*Supplied data*.
use serde::Serialize;
use serde_json::{json, Value};
use stockdash_core::table::fixed2;
use stockdash_core::{
    ChartView, DashboardConfig, DateRange, FetchOutcome, OverlayToggles, PageConfig,
    RangeSelector, SeriesSet, SinglePage, StockApi, Symbol,
};

use crate::cli::{ChartArgs, ChartKind};
use crate::error::CliError;

use super::{apply_range_args, command_clock, CommandResult};

#[derive(Debug, Serialize)]
struct ChartResponseData {
    symbol: Symbol,
    range: DateRange,
    fetch: Value,
    view: ChartView,
}

pub async fn run(
    args: &ChartArgs,
    config: &DashboardConfig,
    api: StockApi,
    mock: bool,
) -> Result<CommandResult, CliError> {
    let symbol = match &args.symbol {
        Some(raw) => Symbol::parse(raw)?,
        None => config.default_symbol.clone(),
    };

    let clock = command_clock(mock);
    let mut selector = RangeSelector::new(clock, config.default_period)?;
    apply_range_args(&mut selector, &args.range, config.default_period)?;
    let range = selector.current();

    let overlays: OverlayToggles = args.overlays.iter().map(|o| (*o).into()).collect();
    let mut page_config = PageConfig::from_dashboard(config)
        .with_overlays(overlays)
        .with_moving_averages(args.with_sma);
    page_config.default_symbol = symbol.clone();
    if let Some(policy) = args.policy {
        page_config.failure_policy = policy.into();
    }

    let mut page = SinglePage::new(page_config, api, clock)?;
    let outcome = page.set_range(range).await;
    let view = restrict_to_kind(page.view(), args.kind);

    let lines = render_lines(&range, &view, args.kind);
    let fetch = outcome_json(&outcome);
    let data = serde_json::to_value(ChartResponseData {
        symbol,
        range,
        fetch,
        view,
    })?;

    let mut result = CommandResult::ok(data, lines);
    if !range.is_ordered() {
        result = result.with_warning(format!(
            "end date precedes start date ({range}); the API will likely return no records"
        ));
    }
    if let FetchOutcome::Failed { error, .. } = &outcome {
        result = result.with_error(format!("{}: {error}", error.code()));
    }
    Ok(result)
}

fn outcome_json(outcome: &FetchOutcome) -> Value {
    match outcome {
        FetchOutcome::Applied {
            generation,
            records,
        } => json!({ "status": "applied", "generation": generation, "records": records }),
        FetchOutcome::Failed { generation, error } => json!({
            "status": "failed",
            "generation": generation,
            "code": error.code(),
            "message": error.to_string(),
        }),
        FetchOutcome::Superseded { generation } => {
            json!({ "status": "superseded", "generation": generation })
        }
    }
}

fn restrict_to_kind(view: ChartView, kind: ChartKind) -> ChartView {
    match view {
        ChartView::Chart { symbol, mut series } => {
            match kind {
                ChartKind::Line => series.ohlc.clear(),
                ChartKind::Candle => series.close.clear(),
                ChartKind::Both => {}
            }
            ChartView::Chart { symbol, series }
        }
        no_data => no_data,
    }
}

fn render_lines(range: &DateRange, view: &ChartView, kind: ChartKind) -> Vec<String> {
    let (symbol, series) = match view {
        ChartView::NoData { symbol } => {
            return vec![format!("No data available for {symbol}")];
        }
        ChartView::Chart { symbol, series } => (symbol, series),
    };

    let mut lines = vec![format!("{symbol} Stock Price  {range}")];
    lines.push(header(series, kind));
    for index in 0..series.len() {
        lines.push(row(series, kind, index));
    }
    lines
}

fn header(series: &SeriesSet, kind: ChartKind) -> String {
    let mut columns = vec![format!("{:<12}", "Date")];
    if kind != ChartKind::Candle {
        columns.push(format!("{:>10}", "Close"));
    }
    if kind != ChartKind::Line {
        for name in ["Open", "High", "Low", "Close"] {
            columns.push(format!("{name:>10}"));
        }
    }
    for overlay in &series.overlays {
        columns.push(format!("{:>10}", overlay.average.field().to_ascii_uppercase()));
    }
    columns.join(" ").trim_end().to_owned()
}

fn row(series: &SeriesSet, kind: ChartKind, index: usize) -> String {
    let mut columns = vec![format!("{:<12}", series.labels[index])];
    if let Some(point) = series.close.get(index) {
        columns.push(format!("{:>10}", fixed2(point.y)));
    }
    if let Some(point) = series.ohlc.get(index).filter(|_| kind != ChartKind::Line) {
        for value in point.y {
            columns.push(format!("{:>10}", fixed2(value)));
        }
    }
    for overlay in &series.overlays {
        let cell = overlay
            .points
            .get(index)
            .and_then(|point| point.y)
            .map(fixed2)
            .unwrap_or_else(|| String::from("-"));
        columns.push(format!("{cell:>10}"));
    }
    columns.join(" ").trim_end().to_owned()
}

*Task description*.
Repeat the material above exactly, beginning with its first line and ending with the line that holds "let range = selector.current();", and leave out everything else.

*Response box*.
use serde::Serialize;
use serde_json::{json, Value};
use stockdash_core::table::fixed2;
use stockdash_core::{
    ChartView, DashboardConfig, DateRange, FetchOutcome, OverlayToggles, PageConfig,
    RangeSelector, SeriesSet, SinglePage, StockApi, Symbol,
};

use crate::cli::{ChartArgs, ChartKind};
use crate::error::CliError;

use super::{apply_range_args, command_clock, CommandResult};

#[derive(Debug, Serialize)]
struct ChartResponseData {
    symbol: Symbol,
    range: DateRange,
    fetch: Value,
    view: ChartView,
}

pub async fn run(
    args: &ChartArgs,
    config: &DashboardConfig,
    api: StockApi,
    mock: bool,
) -> Result<CommandResult, CliError> {
    let symbol = match &args.symbol {
        Some(raw) => Symbol::parse(raw)?,
        None => config.default_symbol.clone(),
    };

    let clock = command_clock(mock);
    let mut selector = RangeSelector::new(clock, config.default_period)?;
    apply_range_args(&mut selector, &args.range, config.default_period)?;
    let range = selector.current();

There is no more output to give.